//! # SIP Call-ID Header
//!
//! A globally unique identifier for a dialog (RFC 3261 Section 8.1.1.4),
//! conventionally `localid@host` but opaque beyond that convention.

use std::fmt;
use std::str::FromStr;

use serde::{Deserialize, Serialize};

use crate::error::{Error, Result};
use crate::types::header::Header;
use crate::types::{HeaderName, HeaderValue, TypedHeaderTrait};

#[derive(Debug, Clone, PartialEq, Eq, Hash, Serialize, Deserialize)]
pub struct CallId(pub String);

impl CallId {
    pub fn new(value: impl Into<String>) -> Self {
        Self(value.into())
    }

    pub fn value(&self) -> &str {
        &self.0
    }
}

impl fmt::Display for CallId {
    fn fmt(&self, f: &mut fmt::Formatter<'_>) -> fmt::Result {
        write!(f, "{}", self.0)
    }
}

impl FromStr for CallId {
    type Err = Error;

    fn from_str(s: &str) -> Result<Self> {
        let s = s.trim();
        if s.is_empty() {
            return Err(Error::InvalidHeader("empty Call-ID".to_string()));
        }
        Ok(Self(s.to_string()))
    }
}

impl TypedHeaderTrait for CallId {
    type Name = HeaderName;

    fn header_name() -> Self::Name {
        HeaderName::CallId
    }

    fn to_header(&self) -> Header {
        Header::new(Self::header_name(), HeaderValue::Raw(self.0.clone().into_bytes()))
    }

    fn from_header(header: &Header) -> Result<Self> {
        if header.name != HeaderName::CallId {
            return Err(Error::InvalidHeader(format!("Expected Call-ID header, got {}", header.name)));
        }
        match &header.value {
            HeaderValue::Raw(bytes) => {
                let s = std::str::from_utf8(bytes)
                    .map_err(|_| Error::ParseError("Invalid UTF-8 in Call-ID header".to_string()))?;
                Self::from_str(s)
            }
        }
    }
}
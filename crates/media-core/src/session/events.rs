//! Media Session Events
//!
//! This module defines events that MediaSession can emit to notify other components
//! about codec changes, quality issues, and media session lifecycle events.

use crate::types::{MediaSessionId, MediaType, DialogId};
use crate::quality::metrics::QualityMetrics;
use std::time::Instant;

/// Media session event types
#[derive(Debug, Clone)]
pub enum MediaSessionEventType {
    /// Session was created successfully
    SessionCreated,
    
    /// Session was destroyed
    SessionDestroyed,
    
    /// Codec was changed (e.g., due to negotiation or adaptation)
    CodecChanged {
        media_type: MediaType,
        old_codec: String,
        new_codec: String,
    },
    
    /// Quality threshold exceeded
    QualityIssue {
        metrics: QualityMetrics,
        severity: QualitySeverity,
    },
    
    /// Media processing error occurred
    ProcessingError {
        error_type: String,
        details: String,
    },
    
    /// RTP packet statistics update
    PacketStats {
        packets_sent: u64,
        packets_received: u64,
        bytes_sent: u64,
        bytes_received: u64,
    },
}

/// Quality issue severity levels
#[derive(Debug, Clone, Copy, PartialEq, Eq)]
pub enum QualitySeverity {
    /// Minor quality degradation
    Minor,
    /// Moderate quality issues
    Moderate,
    /// Severe quality problems
    Severe,
    /// Critical quality failure
    Critical,
}

/// Media session event
#[derive(Debug, Clone)]
pub struct MediaSessionEvent {
    /// Session that generated the event
    pub session_id: MediaSessionId,
    
    /// Associated dialog ID
    pub dialog_id: DialogId,
    
    /// Event type and payload
    pub event_type: MediaSessionEventType,
    
    /// Event timestamp
    pub timestamp: Instant,
}

impl MediaSessionEvent {
    /// Create a new media session event
    pub fn new(
        session_id: MediaSessionId,
        dialog_id: DialogId,
        event_type: MediaSessionEventType,
    ) -> Self {
        Self {
            session_id,
            dialog_id,
            event_type,
            timestamp: Instant::now(),
        }
    }
    
    /// Create a session created event
    pub fn session_created(session_id: MediaSessionId, dialog_id: DialogId) -> Self {
        Self::new(session_id, dialog_id, MediaSessionEventType::SessionCreated)
    }
    
    /// Create a session destroyed event
    pub fn session_destroyed(session_id: MediaSessionId, dialog_id: DialogId) -> Self {
        Self::new(session_id, dialog_id, MediaSessionEventType::SessionDestroyed)
    }
    
    /// Create a codec changed event
    pub fn codec_changed(
        session_id: MediaSessionId,
        dialog_id: DialogId,
        media_type: MediaType,
        old_codec: String,
        new_codec: String,
    ) -> Self {
        Self::new(
            session_id,
            dialog_id,
            MediaSessionEventType::CodecChanged {
                media_type,
                old_codec,
                new_codec,
            },
        )
    }
    
    /// Create a quality issue event
    pub fn quality_issue(
        session_id: MediaSessionId,
        dialog_id: DialogId,
        metrics: QualityMetrics,
        severity: QualitySeverity,
    ) -> Self {
        Self::new(
            session_id,
            dialog_id,
            MediaSessionEventType::QualityIssue { metrics, severity },
        )
    }
}

impl QualitySeverity {
    /// Determine quality severity from MOS score
    pub fn from_mos_score(mos: f32) -> Self {
        match mos {
            mos if mos >= 3.5 => Self::Minor,
            mos if mos >= 2.5 => Self::Moderate,
            mos if mos >= 1.5 => Self::Severe,
            _ => Self::Critical,
        }
    }
    
    /// Get severity level as number (higher = more severe)
    pub fn level(&self) -> u8 {
        match self {
            Self::Minor => 1,
            Self::Moderate => 2,
            Self::Severe => 3,
            Self::Critical => 4,
        }
    }
}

::::

Gather and copy every line of the data in which the string "SessionDestroyed" is found.

    SessionDestroyed,
        Self::new(session_id, dialog_id, MediaSessionEventType::SessionDestroyed)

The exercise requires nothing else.